## Task details
Every line below that contains "between" is to be copied.

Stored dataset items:
'''
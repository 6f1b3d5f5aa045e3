use statrs::distribution::{ContinuousCDF, Normal, StudentsT};

use crate::descriptive::SummaryStatistics;

/// Sample size from which the standard normal distribution replaces the
/// Student-t distribution as the source of critical values.
pub const NORMAL_APPROXIMATION_MIN_SIZE: usize = 30;

/// A two-sided confidence interval around a sample mean.
///
/// The interval is stored as its half-width: the true mean lies within
/// `mean ± half_width` with probability `confidence_level`, under a t- or
/// normal-distribution assumption depending on the sample size.
#[derive(Debug, Clone, Copy)]
pub struct ConfidenceInterval {
    /// The confidence level the interval was computed for, in (0, 1).
    pub confidence_level: f64,
    /// The half-width of the interval. Zero for samples with fewer than two
    /// values.
    pub half_width: f64,
}

impl ConfidenceInterval {
    /// Computes the confidence interval half-width for a sample.
    ///
    /// The standard error is `std_dev / sqrt(n)`. The critical value comes
    /// from the Student-t distribution with n−1 degrees of freedom for
    /// samples smaller than [`NORMAL_APPROXIMATION_MIN_SIZE`], and from the
    /// standard normal distribution otherwise, evaluated at the two-sided
    /// quantile `(1 + confidence_level) / 2`.
    ///
    /// # Arguments
    ///
    /// * `values` - The sample, in sequence order
    /// * `confidence_level` - The confidence level, strictly between 0 and 1
    ///
    /// # Panics
    ///
    /// Panics if `confidence_level` lies outside (0, 1).
    ///
    /// # Examples
    ///
    /// ```
    /// # use seqlab_stats::confidence::ConfidenceInterval;
    /// let values = [1.0, 2.0, 3.0, 4.0, 5.0];
    /// let wide = ConfidenceInterval::new(&values, 0.99);
    /// let narrow = ConfidenceInterval::new(&values, 0.90);
    /// assert!(wide.half_width >= narrow.half_width);
    /// ```
    #[expect(clippy::cast_precision_loss)]
    #[must_use]
    pub fn new(values: &[f64], confidence_level: f64) -> Self {
        assert!(
            confidence_level > 0.0 && confidence_level < 1.0,
            "confidence level must lie strictly between 0 and 1"
        );

        let Some(stats) = SummaryStatistics::new(values) else {
            return Self {
                confidence_level,
                half_width: 0.0,
            };
        };
        if values.len() < 2 {
            return Self {
                confidence_level,
                half_width: 0.0,
            };
        }

        let n = values.len() as f64;
        let standard_error = stats.std_dev / n.sqrt();
        let quantile = (1.0 + confidence_level) / 2.0;
        let critical = critical_value(values.len(), quantile);

        Self {
            confidence_level,
            half_width: critical * standard_error,
        }
    }
}

/// Two-sided critical value for the given sample size.
///
/// Small samples use the Student-t distribution with n−1 degrees of freedom;
/// from [`NORMAL_APPROXIMATION_MIN_SIZE`] values on, the standard normal
/// distribution is close enough.
#[expect(clippy::cast_precision_loss)]
fn critical_value(sample_size: usize, quantile: f64) -> f64 {
    if sample_size < NORMAL_APPROXIMATION_MIN_SIZE {
        let degrees_of_freedom = (sample_size - 1) as f64;
        StudentsT::new(0.0, 1.0, degrees_of_freedom)
            .unwrap()
            .inverse_cdf(quantile)
    } else {
        Normal::new(0.0, 1.0).unwrap().inverse_cdf(quantile)
    }
}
'''
## Task response
    /// * `confidence_level` - The confidence level, strictly between 0 and 1
            "confidence level must lie strictly between 0 and 1"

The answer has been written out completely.